◆ Directions
Output exactly the lines from the one with "pub use typeforge_mapping as mapping;" to the close of the records below, first and last included.

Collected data
━━━━━━━━━━━━━━━━━━━━

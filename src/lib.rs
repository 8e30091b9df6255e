//! Typeforge - Schema-driven input declaration generator
//!
//! This crate re-exports all layers of the Typeforge system for convenient access.
//! For detailed documentation, see the individual layer crates.
//!
//! # Architecture
//!
//! ```text
//! Layer 3: typeforge_synth      - Field resolver, imports, declaration synthesis, runs
//! Layer 2: typeforge_mapping    - Mapping table, symbol templates, filter catalog
//! Layer 1: typeforge_schema     - Models, enums, registry, input-type descriptors
//! Layer 0: typeforge_foundation - Scalar kinds, errors, ordered collections, naming
//! ```

pub use typeforge_foundation as foundation;
pub use typeforge_mapping as mapping;
pub use typeforge_schema as schema;
pub use typeforge_synth as synth;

━━━━━━━━━━━━━━━━━━━━

◆ Solution
pub use typeforge_mapping as mapping;
pub use typeforge_schema as schema;
pub use typeforge_synth as synth;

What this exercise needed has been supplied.